Assignment -
Could you retype, exactly as written, every line from the top of the records through the line that contains "toward their parent's"?

Collected data entries:
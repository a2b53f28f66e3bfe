//! Bottom-up directory fingerprinting.
//!
//! Every directory under a search root that holds at least one file is
//! signed in post-order from its children's signatures (see
//! [`Signature::directory`]). Directories with nothing but ignored or
//! special entries are left out and count only toward their parent's
//! block total. Search roots are always signed. Directories are
//! then grouped by signature:
//!
//! - the sentinel group is the set of unknown directories
//! - any other signature shared by two or more directories is a duplicate
//!   group
//! - the rest are unique
//!
//! Block totals include children whose signature is the sentinel and the
//! untracked blocks of ignored entries and symlinks.

use std::collections::{BTreeMap, BTreeSet};
use std::path::PathBuf;

use serde::Serialize;

use super::{DuplicateGroup, GroupKind, Signature};
use crate::scanner::{DirNode, TreeNode};

/// Directory-level classification.
#[derive(Debug, Clone, Default, PartialEq, Eq, Serialize)]
pub struct DirectoryReport {
    /// Sets of directories with equal signatures
    pub duplicates: Vec<DuplicateGroup>,
    /// Directories whose signature no other directory shares
    pub unique: BTreeSet<PathBuf>,
    /// Directories containing something unresolved
    pub unknown: BTreeSet<PathBuf>,
}

/// Signs directory trees and groups them by signature.
#[derive(Debug, Default)]
pub struct DirectoryFingerprinter {
    by_signature: BTreeMap<Signature, Vec<(PathBuf, u64)>>,
}

impl DirectoryFingerprinter {
    /// Create an empty fingerprinter.
    #[must_use]
    pub fn new() -> Self {
        Self::default()
    }

    /// Sign every directory of `tree`, storing signature and block total
    /// on each node, and register them for grouping.
    pub fn sign_tree(&mut self, tree: &mut DirNode) -> Signature {
        tree.prune_untracked_dirs();
        self.sign(tree).0
    }

    fn sign(&mut self, dir: &mut DirNode) -> (Signature, u64) {
        let mut signatures = Vec::with_capacity(dir.children.len());
        let mut blocks = dir.untracked_blocks;

        for child in dir.children.values_mut() {
            let (signature, child_blocks) = match child {
                TreeNode::File(leaf) => (leaf.signature(), leaf.blocks),
                TreeNode::Dir(sub) => self.sign(sub),
            };
            signatures.push(signature);
            blocks += child_blocks;
        }

        let signature = if dir.readable {
            Signature::directory(signatures)
        } else {
            Signature::sentinel()
        };

        log::trace!("Signed {} as {}", dir.path.display(), signature);
        dir.signature = Some(signature.clone());
        dir.total_blocks = blocks;
        self.by_signature
            .entry(signature.clone())
            .or_default()
            .push((dir.path.clone(), blocks));

        (signature, blocks)
    }

    /// Group all signed directories.
    #[must_use]
    pub fn finish(mut self) -> DirectoryReport {
        let mut report = DirectoryReport::default();

        if let Some(unknown) = self.by_signature.remove(&Signature::sentinel()) {
            report.unknown = unknown.into_iter().map(|(path, _)| path).collect();
        }

        for (_, mut dirs) in self.by_signature {
            if dirs.len() == 1 {
                if let Some((path, _)) = dirs.pop() {
                    report.unique.insert(path);
                }
                continue;
            }
            let blocks = dirs[0].1;
            let members = dirs.into_iter().map(|(path, _)| path).collect();
            report
                .duplicates
                .push(DuplicateGroup::new(blocks, members, GroupKind::Directory));
        }

        log::debug!(
            "Directories: {} duplicate groups, {} unique, {} unknown",
            report.duplicates.len(),
            report.unique.len(),
            report.unknown.len()
        );

        report
    }

    /// Sign all trees and group them.
    #[must_use]
    pub fn fingerprint(trees: &mut [DirNode]) -> DirectoryReport {
        let mut fingerprinter = Self::new();
        for tree in trees.iter_mut() {
            fingerprinter.sign_tree(tree);
        }
        fingerprinter.finish()
    }
}
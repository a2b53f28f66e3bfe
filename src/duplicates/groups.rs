//! Content identities, signatures and duplicate groups.
//!
//! # Overview
//!
//! Byte-identical content is named by a [`ContentId`]. Ids are handed out
//! by a [`ContentIdAllocator`] owned by the pipeline, never by global
//! state, so two runs over the same tree allocate the same ids.
//!
//! Files and directories are compared through their [`Signature`]: a
//! file's signature is its content id, a directory's is the sorted list of
//! its children's signatures. The sentinel signature `"-1"` marks anything
//! whose content could not be established.
//!
//! # Example
//!
//! ```
//! use finddup::duplicates::{ContentIdAllocator, Signature};
//!
//! let mut ids = ContentIdAllocator::new();
//! let a = ids.allocate();
//! let b = ids.allocate();
//! assert_ne!(a, b);
//!
//! let dir = Signature::directory(vec![Signature::from(b), Signature::from(a)]);
//! assert_eq!(dir.as_str(), "[0,1]");
//! ```

use std::collections::BTreeSet;
use std::fmt;
use std::path::{Path, PathBuf};

use serde::Serialize;

use crate::scanner::BLOCK_SIZE;

/// Name of one equivalence class of byte-identical content.
#[derive(Debug, Clone, Copy, PartialEq, Eq, PartialOrd, Ord, Hash, Serialize)]
#[serde(transparent)]
pub struct ContentId(pub u64);

impl fmt::Display for ContentId {
    fn fmt(&self, f: &mut fmt::Formatter<'_>) -> fmt::Result {
        write!(f, "{}", self.0)
    }
}

/// Monotonic allocator for [`ContentId`]s.
#[derive(Debug, Default)]
pub struct ContentIdAllocator {
    next: u64,
}

impl ContentIdAllocator {
    /// Create an allocator starting at id 0.
    #[must_use]
    pub fn new() -> Self {
        Self::default()
    }

    /// Hand out the next unused id.
    pub fn allocate(&mut self) -> ContentId {
        let id = ContentId(self.next);
        self.next += 1;
        id
    }

    /// Number of ids handed out so far.
    #[must_use]
    pub fn allocated(&self) -> u64 {
        self.next
    }
}

/// Canonical identity string of a file or directory.
#[derive(Debug, Clone, PartialEq, Eq, PartialOrd, Ord, Hash)]
pub struct Signature(String);

impl Signature {
    const SENTINEL: &'static str = "-1";

    /// The "unknown" marker.
    #[must_use]
    pub fn sentinel() -> Self {
        Self(Self::SENTINEL.to_string())
    }

    /// Whether this is the "unknown" marker.
    #[must_use]
    pub fn is_sentinel(&self) -> bool {
        self.0 == Self::SENTINEL
    }

    /// Signature of a directory from its children's signatures.
    ///
    /// The sentinel wins over everything. Otherwise children are sorted
    /// lexicographically so the result ignores names and listing order.
    #[must_use]
    pub fn directory(mut children: Vec<Signature>) -> Self {
        if children.iter().any(Signature::is_sentinel) {
            return Self::sentinel();
        }
        children.sort_unstable();
        let joined = children
            .iter()
            .map(Signature::as_str)
            .collect::<Vec<_>>()
            .join(",");
        Self(format!("[{joined}]"))
    }

    /// The signature text.
    #[must_use]
    pub fn as_str(&self) -> &str {
        &self.0
    }
}

impl From<ContentId> for Signature {
    fn from(id: ContentId) -> Self {
        Self(id.0.to_string())
    }
}

impl fmt::Display for Signature {
    fn fmt(&self, f: &mut fmt::Formatter<'_>) -> fmt::Result {
        f.write_str(&self.0)
    }
}

/// Whether a group holds files or directories.
#[derive(Debug, Clone, Copy, PartialEq, Eq, Serialize)]
#[serde(rename_all = "lowercase")]
pub enum GroupKind {
    /// Byte-identical regular files
    File,
    /// Directories with equal signatures
    Directory,
}

/// A set of paths with identical content.
#[derive(Debug, Clone, PartialEq, Eq, Serialize)]
pub struct DuplicateGroup {
    /// Allocated blocks of one member
    pub blocks: u64,
    /// Member paths, sorted
    pub members: Vec<PathBuf>,
    /// File or directory group
    pub kind: GroupKind,
}

impl DuplicateGroup {
    /// Create a group; members are sorted.
    #[must_use]
    pub fn new(blocks: u64, mut members: Vec<PathBuf>, kind: GroupKind) -> Self {
        members.sort();
        Self {
            blocks,
            members,
            kind,
        }
    }

    /// Number of members.
    #[must_use]
    pub fn len(&self) -> usize {
        self.members.len()
    }

    /// Check if this group is empty.
    #[must_use]
    pub fn is_empty(&self) -> bool {
        self.members.is_empty()
    }

    /// Allocated size of one member in bytes.
    #[must_use]
    pub fn allocated_bytes(&self) -> u64 {
        self.blocks * BLOCK_SIZE
    }

    /// Space held by all copies but one.
    #[must_use]
    pub fn reclaimable_bytes(&self) -> u64 {
        self.allocated_bytes() * (self.members.len().saturating_sub(1) as u64)
    }
}

/// File-level result of resolving every bucket.
#[derive(Debug, Clone, Default, PartialEq, Eq)]
pub struct FileClassification {
    /// Files with no byte-identical peer
    pub unique: BTreeSet<PathBuf>,
    /// Sets of byte-identical files
    pub duplicates: Vec<DuplicateGroup>,
}

impl FileClassification {
    /// Drop `path` from whichever class holds it.
    ///
    /// A duplicate group left with a single member dissolves and that
    /// member becomes unique. Returns `false` if `path` was not classified.
    pub fn invalidate(&mut self, path: &Path) -> bool {
        if self.unique.remove(path) {
            return true;
        }

        let Some(index) = self
            .duplicates
            .iter()
            .position(|g| g.members.iter().any(|m| m == path))
        else {
            return false;
        };

        let group = &mut self.duplicates[index];
        group.members.retain(|m| m != path);
        if group.members.len() < 2 {
            let group = self.duplicates.remove(index);
            self.unique.extend(group.members);
        }
        true
    }

    /// Number of classified files.
    #[must_use]
    pub fn file_count(&self) -> usize {
        self.unique.len() + self.duplicates.iter().map(DuplicateGroup::len).sum::<usize>()
    }
}

/// Sort groups for presentation: largest first, then by first member.
pub fn sort_groups(groups: &mut [DuplicateGroup]) {
    groups.sort_by(|a, b| {
        b.blocks
            .cmp(&a.blocks)
            .then_with(|| a.members.cmp(&b.members))
    });
}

Problem solution -
repository a2b53f28f66e3bfe
//! Bottom-up directory fingerprinting.
//!
//! Every directory under a search root that holds at least one file is
//! signed in post-order from its children's signatures (see
//! [`Signature::directory`]). Directories with nothing but ignored or
//! special entries are left out and count only toward their parent's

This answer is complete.